Out the door, and it was kinda late. Ang was already asleep on the couch, looking uncomfortable. I carried her up to her room, laid her on the bed. She stirred a little and smiled. Mumbled something that might have been goodnight. I tiptoed out, shut her door softly. When I got back downstairs Marco was sitting there. I jumped. He laughed.

"What do you want, traitor?" I said.

"I know, I'm sorry, okay? I shouldn't have told Ellie,"

"Yeah, you shouldn't have,"

"I brought something as an apology," he said, holding up a fifth of Jack Daniels. I smiled.

"I'll get the cups,"

01234567890

We went up to my room so Joey wouldn't see us drinking and lecture me. I brought up a two liter of soda and two glasses, the thick square ones. Marco dumped in the alcohol and I poured in the soda. I gulped it down, still able to taste the sharp liquor. It burned kind of but it felt good. I liked drinking, liked it a lot. I felt better when I drank. I could finally relax after a few drinks. That made me laugh, though, like I was some business man having a martini after a rough day. Hell, I've had my share of rough days.

After a few drinks we were both on my bed, and I started to worry about feeling dizzy, being hung over.
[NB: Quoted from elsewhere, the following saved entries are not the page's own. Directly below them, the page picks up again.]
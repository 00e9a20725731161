use axum::body::Body;
use axum::http::{Request, StatusCode};
use axum_test::{TestRequest, TestServer};
use sea_orm::DatabaseConnection;
use serde_json::{Value, json};
use tower::ServiceExt;
use uuid::Uuid;

use kino_catalog::router::build_router;
use kino_catalog::state::AppState;
use kino_testing::auth::MockAuth;

/// Routes exercised here fail before reaching storage, so no database is needed.
fn test_server() -> TestServer {
    let state = AppState {
        db: DatabaseConnection::Disconnected,
    };
    TestServer::new(build_router(state)).unwrap()
}

fn with_identity(mut request: TestRequest, auth: &MockAuth) -> TestRequest {
    for (name, value) in auth.headers().iter() {
        request = request.add_header(name.clone(), value.clone());
    }
    request
}

#[tokio::test]
async fn should_answer_liveness_check() {
    let server = test_server();

    server.get("/healthz").await.assert_status_ok();
}

#[tokio::test]
async fn should_report_not_ready_without_database() {
    let server = test_server();

    server
        .get("/readyz")
        .await
        .assert_status(StatusCode::SERVICE_UNAVAILABLE);
}

#[tokio::test]
async fn should_reject_resolution_without_identity() {
    let server = test_server();
    let path = format!("/profiles/{}/contents/{}", Uuid::new_v4(), Uuid::new_v4());

    server
        .get(&path)
        .await
        .assert_status(StatusCode::UNAUTHORIZED);
}

#[tokio::test]
async fn should_reject_reference_list_without_identity() {
    let response = build_router(AppState {
        db: DatabaseConnection::Disconnected,
    })
    .oneshot(Request::get("/genres").body(Body::empty()).unwrap())
    .await
    .unwrap();

    assert_eq!(response.status(), StatusCode::UNAUTHORIZED);
}

#[tokio::test]
async fn should_forbid_reference_writes_for_non_admin() {
    let server = test_server();
    let auth = MockAuth::user();
    let id = Uuid::new_v4();

    for path in ["/genres", "/actors", "/creators"] {
        let response = with_identity(server.post(path), &auth)
            .json(&json!({ "name": "Noir" }))
            .await;
        response.assert_status(StatusCode::FORBIDDEN);
        let body: Value = response.json();
        assert_eq!(body["kind"], "FORBIDDEN");

        with_identity(server.patch(&format!("{path}/{id}")), &auth)
            .json(&json!({ "name": "Noir" }))
            .await
            .assert_status(StatusCode::FORBIDDEN);

        with_identity(server.delete(&format!("{path}/{id}")), &auth)
            .await
            .assert_status(StatusCode::FORBIDDEN);
    }
}

#[tokio::test]
async fn should_surface_storage_failure_as_internal_error() {
    let server = test_server();
    let auth = MockAuth::admin();

    let response = with_identity(server.post("/genres"), &auth)
        .json(&json!({ "name": "Noir" }))
        .await;

    response.assert_status(StatusCode::INTERNAL_SERVER_ERROR);
    let body: Value = response.json();
    assert_eq!(body["kind"], "INTERNAL");
}

#[tokio::test]
async fn should_forbid_media_update_for_non_admin() {
    let server = test_server();
    let auth = MockAuth::user();

    let response = with_identity(server.patch(&format!("/media/{}", Uuid::new_v4())), &auth)
        .json(&json!({
            "title": "Pilot",
            "synopsis": "",
            "order_index": 1,
            "url": "https://cdn.example.com/1.m3u8",
            "thumbnail": "",
            "running_time": 2700
        }))
        .await;

    response.assert_status(StatusCode::FORBIDDEN);
    let body: Value = response.json();
    assert_eq!(body["kind"], "FORBIDDEN");
    assert_eq!(body["code"], 40300);
}
use sea_orm_migration::prelude::*;

#[derive(DeriveMigrationName)]
pub struct Migration;

#[async_trait::async_trait]
impl MigrationTrait for Migration {
    async fn up(&self, manager: &SchemaManager) -> Result<(), DbErr> {
        manager
            .create_table(
                Table::create()
                    .table(Users::Table)
                    .if_not_exists()
                    .col(ColumnDef::new(Users::Id).uuid().not_null().primary_key())
                    .col(ColumnDef::new(Users::Email).string().not_null().unique_key())
                    .col(ColumnDef::new(Users::Password).string().not_null())
                    .col(
                        ColumnDef::new(Users::Role)
                            .small_integer()
                            .not_null()
                            .default(0),
                    )
                    .to_owned(),
            )
            .await
    }

    async fn down(&self, manager: &SchemaManager) -> Result<(), DbErr> {
        manager
            .drop_table(Table::drop().table(Users::Table).to_owned())
            .await
    }
}

#[derive(Iden)]
enum Users {
    Table,
    Id,
    Email,
    Password,
    Role,
}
"You shouldn't have told Ellie," I said again, and heard the slur in my words. Shit, I was drunk.

"I know. I know. I'm sorry, alright?" he said, and leaned close to me, touched my lips with his index finger. I pulled away. He smiled, and I wondered if he was as drunk as I was. He touched my lips again, softly, and this time I let him. I felt almost too drunk to protest anything, and it seemed like he wasn't drunk at all.

"Okay?" he said, his voice just above a whisper, and he leaned close to me again, kissed my cheek and then my lips, closed mouth and so soft, again and again. He put his hand on my chest, gentle pressure pushing me down and I let him push me, felt drunk, felt almost like if I moved I'd be sick.

"Marco-" It was barely a whisper and even just his name was all slurred, and maybe I'd drank most of the alcohol because he didn't seem drunk at all, and he pushed me until I was laying down and the room started to spin in wild arcs around the bed and I closed my eyes, prayed, 'don't let me be sick, please,' and I felt Marco undoing my jeans, pulling the zipper down quick. I didn't want to open my eyes. I didn't care. I felt like if I moved my head would explode into a thousand pieces. I shifted a little and I felt the sudden cold of the room because he'd slipped my jeans off and still I didn't open my eyes. I was numb. I was drunk. I couldn't stop him if I'd wanted to.